Charlie squinted at the list of four names Travis had isolated from the rest.

“I think they’re ours.”

“Oh, crap. You’re sure?”

“I cross-checked them with our database, Mr. Garland. I’m pretty sure they are. Why are they on these lists?” Charlie tapped his foot and stared at the screen.

“I can think of four possibilities, only one of which is good. We put them there and the FBI doesn’t know, not good. We put them there and they do know, that’s the good one. We didn’t put them there and the FBI doesn’t know, very bad. Or we didn’t, and they do, very, very bad.”

“What do you want me to do?”

“Hang on, I need to think about it for a second. Damn those FBI guys. Why…?”

“I was wondering the same thing. If they were on the Bureau’s list and they know who they are, why didn’t they tell us right away?”

“Indeed, why? You are young, Travis. If you stay with us for a while, you will learn that while the several investigative bodies the federal government maintains cooperate, they do not trust each other. The business of keeping the country safe may be the primary task of us all, but behind the smooth façade of interdepartmental good will lurks a nagging sense of distrust born of competition and ego.”

“Competition? For what? Don’t we all want the same thing?”

“Indeed. That is the one saving constant in the equation. But it is the variables that hurt us, chiefly competition. We compete for the president’s ear, we compete for funding. We compete for prestige, for flattering press coverage, all the accoutrements of power and position. There is only so much money to go around and every institution believes it must grow or die.
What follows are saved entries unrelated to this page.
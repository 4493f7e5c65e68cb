//! Protocol version triples.
//!
//! Versions are written `<major>.<minor>` or `<major>.<minor>.<build>`; a
//! missing build component means `0`. Major and minor are mandatory, so a
//! bare `"5"` is rejected rather than read as `5.0.0`.

use std::fmt;
use std::str::FromStr;

use serde::{Deserialize, Serialize};

use crate::error::TypeError;

/// A protocol version. Ordering is lexicographic on `(major, minor, build)`.
#[derive(Clone, Copy, Debug, PartialEq, Eq, Hash, PartialOrd, Ord, Serialize, Deserialize)]
#[serde(try_from = "String", into = "String")]
pub struct Version {
    pub major: u64,
    pub minor: u64,
    pub build: u64,
}

impl Version {
    pub const fn new(major: u64, minor: u64, build: u64) -> Self {
        Self {
            major,
            minor,
            build,
        }
    }

    /// Parse `<major>.<minor>[.<build>]`.
    pub fn parse(input: &str) -> Result<Self, TypeError> {
        let invalid = |reason: &str| TypeError::InvalidVersion {
            input: input.to_string(),
            reason: reason.to_string(),
        };

        let parts: Vec<&str> = input.split('.').collect();
        let (major, minor, build) = match parts.as_slice() {
            [major, minor] => (*major, *minor, None),
            [major, minor, build] => (*major, *minor, Some(*build)),
            [_] => return Err(invalid("missing minor component")),
            _ => return Err(invalid("expected at most three components")),
        };

        let component = |name: &str, raw: &str| -> Result<u64, TypeError> {
            if raw.is_empty() {
                return Err(invalid(&format!("empty {name} component")));
            }
            if !raw.bytes().all(|b| b.is_ascii_digit()) {
                return Err(invalid(&format!("{name} component is not numeric")));
            }
            if raw.len() > 1 && raw.starts_with('0') {
                return Err(invalid(&format!("{name} component has a leading zero")));
            }
            raw.parse()
                .map_err(|_| invalid(&format!("{name} component out of range")))
        };

        Ok(Self {
            major: component("major", major)?,
            minor: component("minor", minor)?,
            build: build.map(|b| component("build", b)).transpose()?.unwrap_or(0),
        })
    }

    /// `v<major>.<minor>.<build>`, the release tag for this version.
    pub fn tag_name(&self) -> String {
        format!("v{self}")
    }
}

impl fmt::Display for Version {
    fn fmt(&self, f: &mut fmt::Formatter<'_>) -> fmt::Result {
        write!(f, "{}.{}.{}", self.major, self.minor, self.build)
    }
}

impl FromStr for Version {
    type Err = TypeError;

    fn from_str(s: &str) -> Result<Self, Self::Err> {
        Self::parse(s)
    }
}

impl TryFrom<String> for Version {
    type Error = TypeError;

    fn try_from(value: String) -> Result<Self, Self::Error> {
        Self::parse(&value)
    }
}

impl From<Version> for String {
    fn from(v: Version) -> Self {
        v.to_string()
    }
}

#[cfg(test)]
mod tests {
    use super::*;
    use proptest::prelude::*;

    #[test]
    fn major_only_is_rejected() {
        assert!(matches!(
            Version::parse("5"),
            Err(TypeError::InvalidVersion { .. })
        ));
    }

    #[test]
    fn two_components_default_build_to_zero() {
        assert_eq!(Version::parse("5.2").unwrap(), Version::new(5, 2, 0));
    }

    #[test]
    fn three_components() {
        assert_eq!(Version::parse("5.2.1").unwrap(), Version::new(5, 2, 1));
    }

    #[test]
    fn ordering_is_lexicographic() {
        let a = Version::parse("5.2").unwrap();
        let b = Version::parse("5.3").unwrap();
        let c = Version::parse("6.0").unwrap();
        assert!(a < b);
        assert!(b < c);
        assert!(Version::new(5, 10, 0) > Version::new(5, 9, 7));
    }

    #[test]
    fn malformed_inputs_are_rejected() {
        for bad in ["", ".0", "5.", "5..1", "a.b", "5.2.1.4", "+5.2", "05.0", "5.-1", " 5.2"] {
            assert!(Version::parse(bad).is_err(), "{bad:?} should not parse");
        }
    }

    #[test]
    fn tag_name_includes_build() {
        assert_eq!(Version::new(5, 2, 0).tag_name(), "v5.2.0");
    }

    #[test]
    fn serializes_as_dotted_string() {
        let v = Version::new(6, 1, 0);
        assert_eq!(serde_json::to_string(&v).unwrap(), "\"6.1.0\"");
        let back: Version = serde_json::from_str("\"6.1\"").unwrap();
        assert_eq!(back, v);
        assert!(serde_json::from_str::<Version>("\"6\"").is_err());
    }

    proptest! {
        #[test]
        fn display_parses_back(major in 0u64..10_000, minor in 0u64..10_000, build in 0u64..10_000) {
            let v = Version::new(major, minor, build);
            prop_assert_eq!(Version::parse(&v.to_string()).unwrap(), v);
        }

        #[test]
        fn order_matches_tuple_order(a in any::<(u16, u16, u16)>(), b in any::<(u16, u16, u16)>()) {
            let va = Version::new(a.0.into(), a.1.into(), a.2.into());
            let vb = Version::new(b.0.into(), b.1.into(), b.2.into());
            prop_assert_eq!(va.cmp(&vb), a.cmp(&b));
        }
    }
}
Can you think of a single university that doesn’t believe it needs a new student center, gym, research laboratory, and then when it gets it is satisfied?”

“No, sir, I can’t. So how does all that relate to this list?”

“It depends on which of the four possibilities I mentioned before are in play. If the FBI knows, it has determined, I guess, that these people pose no threat to the country in spite of their appearance on a roster of some sort. But they also know that we may have some lists as well and assume some of their people may be on them. This list is their equalizer. If we out their guys without letting them in on it, which we might very well do, they will counter with these. It is all very juvenile but what can you expect from institutions built by bureaucrats and funded by politicians?”

“I don’t know. So, what do I do with this bunch?”

“Okay, I’m making an executive decision here. I do not believe those birds are in any way a part of what we’re looking for. I am hoping for option number two, but I could be wrong. And because they are ours, and because they have access to information and assets which makes wrecking a car in the middle of Washington a very easy undertaking, we will temporarily assume the worst. We will delete them from the main file and enter them in a separate one. You will treat that file identically as the big one, but you will not tell the sheriff what we are up to, unless or until one or the other of them surfaces as a real possibility. And, because they are uniquely positioned, they might have information we can use. I, on the other hand, will notify the director who will, no doubt schedule some serious face time with them. You got it?”

“Got it.”

“Good, do that and then we’ll go get our coffee.”